The I2 statistic was used to assess heterogeneity, ensuring that conclusions were based on a comprehensive synthesis of the data. Heterogeneity was interpreted as follows: 0–25% indicates low heterogeneity, 26–50% suggests moderate heterogeneity, and above 50% reflects high heterogeneity [39]. To ensure the robustness of our results, sensitivity analyses included excluding individual studies one at a time, removing high-risk studies, and evaluating the impact of single study. To minimize publication bias, we utilized funnel plots and the Egger regression test to detect and address potential biases [40]. All statistical analyses were conducted using the metaphor package in R (version 1.6.2) or Stata/SE (version 16), with a significance threshold set at p < 0.05. Continuous outcomes were reported using MD/SMD with 95% confidence intervals (CIs).

3. Results

3.1. Study Search and Selection

A total of 27,139 articles were retrieved from our selected databases using our curated search strategy (Supplementary Table S1). Utilizing the Rayyan screening tool, 8010 studies were identified as duplicates and removed from the initial dataset. The remaining 19,129 studies were screened using the artificial intelligence tool ASReview [31,32]. Based on ASReview’s ranking of relevant articles, the reviewers manually screened the top 20% of the most relevant studies by title and abstract, totaling 3826 articles. Notably, more than 500 of the lowest-ranked articles within this set were found to be irrelevant according to the selection criteria (Figure 1). Of the 3826 screened articles, 29 were selected for full-text review, while the remaining 15,303 (19,129 − 3826 = 15,303) were deemed ineligible without title and abstract screening. The full texts of these 29 selected articles were assessed against the selection criteria, resulting in the exclusion of 12 studies due to unrelated populations, 2 due to irrelevant study design, 6 due to irrelevant outcomes, and 4 due to the absence of an appropriate control group (Table S6). Ultimately, five studies were included in the review [41,42,43,44,45] (Figure 2). Earlier studies have reported that screening only 15% of the most relevant articles is sufficient to successfully identify all relevant literature [31].

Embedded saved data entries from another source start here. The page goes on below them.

// ==========================================
// HMS Manager - SJA repository
// ==========================================
// Tables: sja_record, sja_hazard. The weather snapshot is stored verbatim
// as JSON; the repository does not interpret it.
// ==========================================

use crate::db::open_sqlite_connection;
use crate::domain::sja::{SjaHazard, SjaRecord};
use crate::domain::types::{RiskLevel, SjaStatus};
use crate::repository::error::{RepositoryError, RepositoryResult};
use chrono::{NaiveDate, NaiveDateTime};
use rusqlite::{params, Connection, Result as SqliteResult, Row};
use std::sync::{Arc, Mutex};

const DATE_FMT: &str = "%Y-%m-%d";
const DATETIME_FMT: &str = "%Y-%m-%d %H:%M:%S";

fn parse_datetime(s: &str) -> NaiveDateTime {
    NaiveDateTime::parse_from_str(s, DATETIME_FMT).unwrap_or_else(|_| NaiveDateTime::default())
}

// ==========================================
// SjaRepository
// ==========================================
pub struct SjaRepository {
    conn: Arc<Mutex<Connection>>,
}

impl SjaRepository {
    pub fn new(db_path: &str) -> RepositoryResult<Self> {
        let conn = open_sqlite_connection(db_path)?;
        Ok(Self {
            conn: Arc::new(Mutex::new(conn)),
        })
    }

    pub fn from_connection(conn: Arc<Mutex<Connection>>) -> Self {
        Self { conn }
    }

    fn get_conn(&self) -> RepositoryResult<std::sync::MutexGuard<Connection>> {
        self.conn
            .lock()
            .map_err(|e| RepositoryError::LockError(e.to_string()))
    }

    // ==========================================
    // SJA records
    // ==========================================

    fn row_to_record(row: &Row<'_>) -> rusqlite::Result<SjaRecord> {
        Ok(SjaRecord {
            sja_id: row.get(0)?,
            title: row.get(1)?,
            work_description: row.get(2)?,
            location: row.get(3)?,
            latitude: row.get(4)?,
            longitude: row.get(5)?,
            planned_date: row
                .get::<_, Option<String>>(6)?
                .and_then(|s| NaiveDate::parse_from_str(&s, DATE_FMT).ok()),
            status: SjaStatus::from_str(&row.get::<_, String>(7)?),
            created_by: row.get(8)?,
            approved_by: row.get(9)?,
            approved_at: row
                .get::<_, Option<String>>(10)?
                .map(|s| parse_datetime(&s)),
            weather_snapshot_json: row.get(11)?,
            created_at: parse_datetime(&row.get::<_, String>(12)?),
            updated_at: parse_datetime(&row.get::<_, String>(13)?),
        })
    }

    const RECORD_COLUMNS: &'static str = "sja_id, title, work_description, location, latitude, longitude, \
         planned_date, status, created_by, approved_by, approved_at, \
         weather_snapshot_json, created_at, updated_at";

    pub fn insert_record(&self, record: &SjaRecord) -> RepositoryResult<()> {
        let conn = self.get_conn()?;
        conn.execute(
            r#"
            INSERT INTO sja_record
                (sja_id, title, work_description, location, latitude, longitude,
                 planned_date, status, created_by, approved_by, approved_at,
                 weather_snapshot_json, created_at, updated_at)
            VALUES (?1, ?2, ?3, ?4, ?5, ?6, ?7, ?8, ?9, ?10, ?11, ?12, ?13, ?14)
            "#,
            params![
                record.sja_id,
                record.title,
                record.work_description,
                record.location,
                record.latitude,
                record.longitude,
                record.planned_date.map(|d| d.format(DATE_FMT).to_string()),
                record.status.to_db_str(),
                record.created_by,
                record.approved_by,
                record
                    .approved_at
                    .map(|ts| ts.format(DATETIME_FMT).to_string()),
                record.weather_snapshot_json,
                record.created_at.format(DATETIME_FMT).to_string(),
                record.updated_at.format(DATETIME_FMT).to_string(),
            ],
        )?;
        Ok(())
    }

    pub fn update_record(&self, record: &SjaRecord) -> RepositoryResult<()> {
        let conn = self.get_conn()?;
        let affected = conn.execute(
            r#"
            UPDATE sja_record
            SET title = ?2, work_description = ?3, location = ?4, latitude = ?5,
                longitude = ?6, planned_date = ?7, status = ?8, approved_by = ?9,
                approved_at = ?10, weather_snapshot_json = ?11, updated_at = ?12
            WHERE sja_id = ?1
            "#,
            params![
                record.sja_id,
                record.title,
                record.work_description,
                record.location,
                record.latitude,
                record.longitude,
                record.planned_date.map(|d| d.format(DATE_FMT).to_string()),
                record.status.to_db_str(),
                record.approved_by,
                record
                    .approved_at
                    .map(|ts| ts.format(DATETIME_FMT).to_string()),
                record.weather_snapshot_json,
                record.updated_at.format(DATETIME_FMT).to_string(),
            ],
        )?;

        if affected == 0 {
            return Err(RepositoryError::NotFound {
                entity: "SjaRecord".to_string(),
                id: record.sja_id.clone(),
            });
        }
        Ok(())
    }

    pub fn find_record(&self, sja_id: &str) -> RepositoryResult<Option<SjaRecord>> {
        let conn = self.get_conn()?;
        let sql = format!(
            "SELECT {} FROM sja_record WHERE sja_id = ?1",
            Self::RECORD_COLUMNS
        );
        let result = conn.query_row(&sql, params![sja_id], Self::row_to_record);

        match result {
            Ok(record) => Ok(Some(record)),
            Err(rusqlite::Error::QueryReturnedNoRows) => Ok(None),
            Err(e) => Err(e.into()),
        }
    }

    pub fn list_records(&self) -> RepositoryResult<Vec<SjaRecord>> {
        let conn = self.get_conn()?;
        let sql = format!(
            "SELECT {} FROM sja_record ORDER BY updated_at DESC",
            Self::RECORD_COLUMNS
        );
        let mut stmt = conn.prepare(&sql)?;

        let records = stmt
            .query_map([], Self::row_to_record)?
            .collect::<SqliteResult<Vec<_>>>()?;

        Ok(records)
    }

    pub fn list_records_by_status(&self, status: SjaStatus) -> RepositoryResult<Vec<SjaRecord>> {
        let conn = self.get_conn()?;
        let sql = format!(
            "SELECT {} FROM sja_record WHERE status = ?1 ORDER BY updated_at DESC",
            Self::RECORD_COLUMNS
        );
        let mut stmt = conn.prepare(&sql)?;

        let records = stmt
            .query_map(params![status.to_db_str()], Self::row_to_record)?
            .collect::<SqliteResult<Vec<_>>>()?;

        Ok(records)
    }

    pub fn delete_record(&self, sja_id: &str) -> RepositoryResult<usize> {
        let conn = self.get_conn()?;
        let count = conn.execute("DELETE FROM sja_record WHERE sja_id = ?1", params![sja_id])?;
        Ok(count)
    }

    // ==========================================
    // SJA hazards
    // ==========================================

    fn row_to_hazard(row: &Row<'_>) -> rusqlite::Result<SjaHazard> {
        Ok(SjaHazard {
            sja_hazard_id: row.get(0)?,
            sja_id: row.get(1)?,
            description: row.get(2)?,
            probability: row.get(3)?,
            severity: row.get(4)?,
            risk_value: row.get(5)?,
            risk_level: RiskLevel::from_str(&row.get::<_, String>(6)?),
            mitigation: row.get(7)?,
        })
    }

    pub fn upsert_hazard(&self, hazard: &SjaHazard) -> RepositoryResult<()> {
        let conn = self.get_conn()?;
        conn.execute(
            r#"
            INSERT INTO sja_hazard
                (sja_hazard_id, sja_id, description, probability, severity,
                 risk_value, risk_level, mitigation)
            VALUES (?1, ?2, ?3, ?4, ?5, ?6, ?7, ?8)
            ON CONFLICT(sja_hazard_id) DO UPDATE SET
                description = ?3, probability = ?4, severity = ?5,
                risk_value = ?6, risk_level = ?7, mitigation = ?8
            "#,
            params![
                hazard.sja_hazard_id,
                hazard.sja_id,
                hazard.description,
                hazard.probability,
                hazard.severity,
                hazard.risk_value,
                hazard.risk_level.to_db_str(),
                hazard.mitigation,
            ],
        )?;
        Ok(())
    }

    pub fn list_hazards(&self, sja_id: &str) -> RepositoryResult<Vec<SjaHazard>> {
        let conn = self.get_conn()?;
        let mut stmt = conn.prepare(
            "SELECT sja_hazard_id, sja_id, description, probability, severity,
                    risk_value, risk_level, mitigation
             FROM sja_hazard
             WHERE sja_id = ?1
             ORDER BY risk_value DESC",
        )?;

        let hazards = stmt
            .query_map(params![sja_id], Self::row_to_hazard)?
            .collect::<SqliteResult<Vec<_>>>()?;

        Ok(hazards)
    }

    pub fn delete_hazard(&self, sja_hazard_id: &str) -> RepositoryResult<usize> {
        let conn = self.get_conn()?;
        let count = conn.execute(
            "DELETE FROM sja_hazard WHERE sja_hazard_id = ?1",
            params![sja_hazard_id],
        )?;
        Ok(count)
    }
}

3.2. Study Characteristics

The main characteristics of the included studies are summarized in Table 1. Notably, only five relevant studies were identified over the last 27 years between 1997 and 2024 [41,42,43,44,45]. One study was excluded as it has mixed data of moderate and severe TBI [46]. Among the selected studies, two involved lower-limb surgery [41,43], one focused on rib fracture [44], one examined laparoscopic abdominal surgery [42], and one encompassed heterogeneous extracranial surgical interventions [45]. All studies assessed TBI severity using the GCS, and the Injury Severity Score (ISS)/Abbreviated Injury Scale (AIS) to evaluate the severity of multisystem injuries. Both male and female subjects were included in all studies; however, the majority of participants in both the experimental and control groups were male, except in [43], where gender distribution was equal. The mean age of study participants was similar across all studies, with reported values of 37.5, 35.6, 42.7, 50, and 42.2 in [41], [42], [43], [44], and [45], respectively. Three of the selected studies originated from the United States [42,43,45], one from Canada [41], and one collected data from hospitals internationally [44]. Neurocognitive outcome measures varied across the included literature, though some overlapping measures were incorporated in this study. TMT-A/B and GOSE were used in [41,45]. Quality of life outcomes, such as hospital LOS, were reported by [41,42,43,44]. Additionally, intensive care unit (ICU) LOS was reported by [42,44,45]. The follow-up periods for neurocognitive testing varied among the studies: one study [45] included assessments at both 2 weeks and 6 months, [41] had an average follow-up of 32 months, and [43] reported a follow-up duration of 12 months. The last follow-up period from each study was selected as the data point for meta-analysis. None of the included studies contain baseline neurocognitive data for TBI patients prior to anesthesia or surgery. Regarding confounding variables or preexisting conditions, the included studies excluded patients with prior neurocognitive deficiencies or a history of TBI.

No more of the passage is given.